You’re not going to ask them to buy anything. You’re going to ask them if they know anyone who has X problem that you’re solving, and would want to try out your product for FREE.
📩 Example Outreach Message:
“Hey [Name], I’ve been working on a tool that helps [solve X problem]. Do you know anyone struggling with this who might want to try it for free?”
📌 Pro Tip: Read $100M Leads by Alex Hormozi for a masterclass in launching and selling.
Step 5: Rinse & Repeat
Now, see if people actually like your product. If they don’t? Find out why, pivot, and try again.
Keep repeating until you find product-market fit—a group of people who LOVE what you built.
Final Words: Just Start.
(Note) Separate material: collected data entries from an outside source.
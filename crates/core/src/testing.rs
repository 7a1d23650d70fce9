//! Test doubles shared across the crate's unit tests.

use alloy::primitives::{Address, B256};
use alloy::rpc::types::TransactionRequest;
use anyhow::{anyhow, bail, Result};
use async_trait::async_trait;
use deploykit_chain::{
    BlockHeader, BlockTag, NetworkFees, RawCallResult, RpcClient, TransactionStatus,
};
use parking_lot::Mutex;
use std::collections::{HashMap, HashSet};
use std::sync::Arc;

use crate::journal::{ExecutionJournal, JournalEntry};
use crate::simulation::{SimulationDecoder, SimulationFailure};

#[derive(Debug, Default)]
struct MockState {
    block_number: u64,
    base_fee_per_gas: Option<u64>,
    latest_counts: HashMap<Address, u64>,
    pending_counts: HashMap<Address, u64>,
    numbered_counts: HashMap<(Address, u64), u64>,
    known_transactions: HashSet<B256>,
    fees: Option<NetworkFees>,
    gas_estimate: Option<u64>,
    estimate_error: Option<String>,
    call_reverted: bool,
    send_hash: B256,
}

/// Programmable node double. Every call is appended to `log` so tests can
/// assert on ordering and on which endpoints were touched.
#[derive(Debug, Default)]
pub struct MockRpc {
    inner: Mutex<MockState>,
    pub log: Arc<Mutex<Vec<String>>>,
}

impl MockRpc {
    pub fn set_block_number(&self, number: u64) {
        self.inner.lock().block_number = number;
    }

    pub fn set_latest_count(&self, sender: Address, count: u64) {
        self.inner.lock().latest_counts.insert(sender, count);
    }

    pub fn set_pending_count(&self, sender: Address, count: u64) {
        self.inner.lock().pending_counts.insert(sender, count);
    }

    pub fn set_count_at(&self, sender: Address, block: u64, count: u64) {
        self.inner
            .lock()
            .numbered_counts
            .insert((sender, block), count);
    }

    pub fn add_known_transaction(&self, hash: B256) {
        self.inner.lock().known_transactions.insert(hash);
    }

    pub fn set_fees(&self, fees: NetworkFees) {
        self.inner.lock().fees = Some(fees);
    }

    pub fn set_gas_estimate(&self, gas: u64) {
        self.inner.lock().gas_estimate = Some(gas);
    }

    pub fn set_estimate_error(&self, message: impl Into<String>) {
        self.inner.lock().estimate_error = Some(message.into());
    }

    pub fn set_call_reverted(&self, reverted: bool) {
        self.inner.lock().call_reverted = reverted;
    }

    pub fn set_send_hash(&self, hash: B256) {
        self.inner.lock().send_hash = hash;
    }

    pub fn log_entries(&self) -> Vec<String> {
        self.log.lock().clone()
    }

    fn record(&self, line: impl Into<String>) {
        self.log.lock().push(line.into());
    }
}

#[async_trait]
impl RpcClient for MockRpc {
    async fn get_latest_block(&self) -> Result<BlockHeader> {
        self.record("get_latest_block");
        let state = self.inner.lock();
        Ok(BlockHeader {
            number: state.block_number,
            base_fee_per_gas: state.base_fee_per_gas,
        })
    }

    async fn get_transaction_count(&self, sender: Address, tag: BlockTag) -> Result<u64> {
        self.record(format!("get_transaction_count:{tag:?}"));
        let state = self.inner.lock();
        let count = match tag {
            BlockTag::Latest => state.latest_counts.get(&sender).copied(),
            BlockTag::Pending => state.pending_counts.get(&sender).copied(),
            BlockTag::Number(number) => state.numbered_counts.get(&(sender, number)).copied(),
        };
        count.ok_or_else(|| anyhow!("no {tag:?} transaction count configured for {sender}"))
    }

    async fn get_transaction(&self, hash: B256) -> Result<Option<TransactionStatus>> {
        self.record("get_transaction");
        let state = self.inner.lock();
        Ok(state.known_transactions.contains(&hash).then_some(
            TransactionStatus {
                hash,
                block_number: None,
            },
        ))
    }

    async fn call(&self, _tx: &TransactionRequest, _tag: BlockTag) -> Result<RawCallResult> {
        self.record("call");
        let state = self.inner.lock();
        Ok(RawCallResult {
            return_data: Default::default(),
            reverted: state.call_reverted,
        })
    }

    async fn estimate_gas(&self, _tx: &TransactionRequest) -> Result<u64> {
        self.record("estimate_gas");
        let state = self.inner.lock();
        if let Some(message) = &state.estimate_error {
            bail!("{message}");
        }
        state
            .gas_estimate
            .ok_or_else(|| anyhow!("no gas estimate configured"))
    }

    async fn get_network_fees(&self) -> Result<NetworkFees> {
        self.record("get_network_fees");
        let state = self.inner.lock();
        state.fees.ok_or_else(|| anyhow!("no fees configured"))
    }

    async fn send_transaction(&self, _tx: &TransactionRequest) -> Result<B256> {
        self.record("send_transaction");
        let state = self.inner.lock();
        Ok(state.send_hash)
    }
}

/// Decoder returning a fixed answer regardless of the result.
pub struct StaticDecoder(pub Option<SimulationFailure>);

impl SimulationDecoder for StaticDecoder {
    fn decode(&self, _result: &RawCallResult) -> Option<SimulationFailure> {
        self.0.clone()
    }
}

/// Journal that also writes into a `MockRpc` call log, so tests can check
/// the ordering of journal writes against RPC calls.
pub struct SharedLogJournal {
    log: Arc<Mutex<Vec<String>>>,
    entries: Mutex<Vec<JournalEntry>>,
}

impl SharedLogJournal {
    pub fn new(log: Arc<Mutex<Vec<String>>>) -> Self {
        Self {
            log,
            entries: Mutex::new(Vec::new()),
        }
    }

    pub fn entries(&self) -> Vec<JournalEntry> {
        self.entries.lock().clone()
    }
}

#[async_trait]
impl ExecutionJournal for SharedLogJournal {
    async fn record(&self, entry: JournalEntry) -> Result<()> {
        self.log.lock().push("journal:record".to_string());
        self.entries.lock().push(entry);
        Ok(())
    }
}

/// Install a compact subscriber for tests run with `--nocapture`.
pub fn init_tracing() {
    let _ = tracing_subscriber::fmt()
        .with_env_filter(
            tracing_subscriber::EnvFilter::try_from_default_env()
                .unwrap_or_else(|_| tracing_subscriber::EnvFilter::new("debug")),
        )
        .with_test_writer()
        .try_init();
}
No Excuses.
I don’t care if you follow this guide perfectly.
I don’t care if you throw the whole thing away.
But what I do care about?
That you START.
Building Community
🚀 If you struggle with accountability and want people to build alongside you, I host a small weekend builders group where we spend 4 hours each weekend in a virtual coworking space, building out our ideas.
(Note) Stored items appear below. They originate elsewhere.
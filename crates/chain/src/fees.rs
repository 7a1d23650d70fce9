//! Network fee models and the replacement fee policy.
//!
//! Supports both Legacy and EIP-1559 fee markets. A resend at the same
//! nonce must outbid the previous attempt, so the replacement policy bumps
//! the prior fees by 10% and takes the field-wise maximum against the
//! node's current recommendation.

use serde::{Deserialize, Serialize};
use std::fmt;
use thiserror::Error;

/// Replacement bump: a resend pays at least 110% of the prior fees.
const BUMP_NUMERATOR: u128 = 110;
const BUMP_DENOMINATOR: u128 = 100;

/// Fee fields attached to a transaction.
#[derive(Debug, Clone, Copy, PartialEq, Eq, Serialize, Deserialize)]
#[serde(tag = "model", rename_all = "kebab-case")]
pub enum NetworkFees {
    /// Single-price fee market (pre-EIP-1559).
    Legacy {
        /// Gas price in wei.
        gas_price: u128,
    },
    /// EIP-1559 fee market.
    Eip1559 {
        /// Maximum total fee per gas in wei.
        max_fee_per_gas: u128,
        /// Maximum priority fee (tip) per gas in wei.
        max_priority_fee_per_gas: u128,
    },
}

impl NetworkFees {
    /// Upper bound this fee setting can pay per unit of gas.
    pub fn max_cost_per_gas(&self) -> u128 {
        match self {
            NetworkFees::Legacy { gas_price } => *gas_price,
            NetworkFees::Eip1559 {
                max_fee_per_gas, ..
            } => *max_fee_per_gas,
        }
    }
}

impl fmt::Display for NetworkFees {
    fn fmt(&self, f: &mut fmt::Formatter<'_>) -> fmt::Result {
        match self {
            NetworkFees::Legacy { gas_price } => write!(f, "gas price {gas_price} wei"),
            NetworkFees::Eip1559 {
                max_fee_per_gas,
                max_priority_fee_per_gas,
            } => write!(
                f,
                "max fee {max_fee_per_gas} wei, priority fee {max_priority_fee_per_gas} wei"
            ),
        }
    }
}

/// Failures of the replacement fee policy.
#[derive(Debug, Clone, Copy, PartialEq, Eq, Error)]
pub enum FeeError {
    /// The node recommended legacy fees for a sender whose previous
    /// transaction was priced under EIP-1559. Fee-market type must stay
    /// monotone within one deployment; operator intervention is required.
    #[error("node switched from EIP-1559 back to legacy fees mid-deployment")]
    Eip1559Downgrade,
}

fn bump(value: u128) -> u128 {
    value * BUMP_NUMERATOR / BUMP_DENOMINATOR
}

/// Fees for the next send of an interaction.
///
/// Returns `recommended` unchanged when there is no prior attempt.
/// Otherwise the prior fees are bumped by 10% (integer division) and
/// combined field-wise with the recommendation, taking the maximum. A
/// legacy prior is widened into both EIP-1559 fields when the node has
/// moved to the EIP-1559 market; the reverse transition is an error.
pub fn next_fees(
    recommended: NetworkFees,
    previous: Option<&NetworkFees>,
) -> Result<NetworkFees, FeeError> {
    let Some(previous) = previous else {
        return Ok(recommended);
    };

    match (recommended, *previous) {
        (
            NetworkFees::Legacy { gas_price },
            NetworkFees::Legacy {
                gas_price: prev_gas_price,
            },
        ) => Ok(NetworkFees::Legacy {
            gas_price: gas_price.max(bump(prev_gas_price)),
        }),
        (
            NetworkFees::Eip1559 {
                max_fee_per_gas,
                max_priority_fee_per_gas,
            },
            previous,
        ) => {
            let (prev_max_fee, prev_priority_fee) = match previous {
                NetworkFees::Legacy { gas_price } => (gas_price, gas_price),
                NetworkFees::Eip1559 {
                    max_fee_per_gas,
                    max_priority_fee_per_gas,
                } => (max_fee_per_gas, max_priority_fee_per_gas),
            };
            Ok(NetworkFees::Eip1559 {
                max_fee_per_gas: max_fee_per_gas.max(bump(prev_max_fee)),
                max_priority_fee_per_gas: max_priority_fee_per_gas.max(bump(prev_priority_fee)),
            })
        }
        (NetworkFees::Legacy { .. }, NetworkFees::Eip1559 { .. }) => {
            Err(FeeError::Eip1559Downgrade)
        }
    }
}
We have room for a few more people—if you’re serious about building, DM me on LinkedIn, and we can see if it’s a good fit.
Weekend Startup Launch Action Plan
💡Friday: Picking a Problem
- ☐ Write down every frustration you personally experience throughout the week.
- ☐ Jot down a few areas you’re interested in or have skills in.
- ☐ Brainstorm problems you’ve seen in the industry.
- ☐ Narrow your list down to 3 problems.
- ☐ Search online (Reddit, Twitter, forums) to see if others have the same issue.
- ☐ Talk to at least 3 people who share the problem.
- ☐ Ask for 10 minutes of their time to chat.
- ☐ Read a summary of The Mom Test to learn how to ask the right questions.
- ☐ Listen, don’t pitch. Gather real insights.
- ☐ Repeat this process until you find a problem that sticks.
🔨 Saturday: Build Day
- ☐ Brainstorm solutions.
- ☐ Jot down everything that comes to mind.
- ☐ Cut it down to 1-2 core features. No fluff.
- ☐ Start building with AI.
- ☐ Go to Lovable.dev and start coding in plain English.
- ☐ Checkout my live building session recording if you’re lost
- ☐ Commit to finishing the MVP.
- ☐ Grab some coffee ☕, stay at your desk until it’s done.
🚀 Sunday: Launch Day
- ☐ Write an outreach message.
- ☐ Reach out to at least 30 warm leads.
- ☐ Get at least 10 people to try your product and give feedback.
- ☐ Identify what needs work and go back to Lovable to fix it.
- ☐ Rinse & repeat. Build, iterate, improve.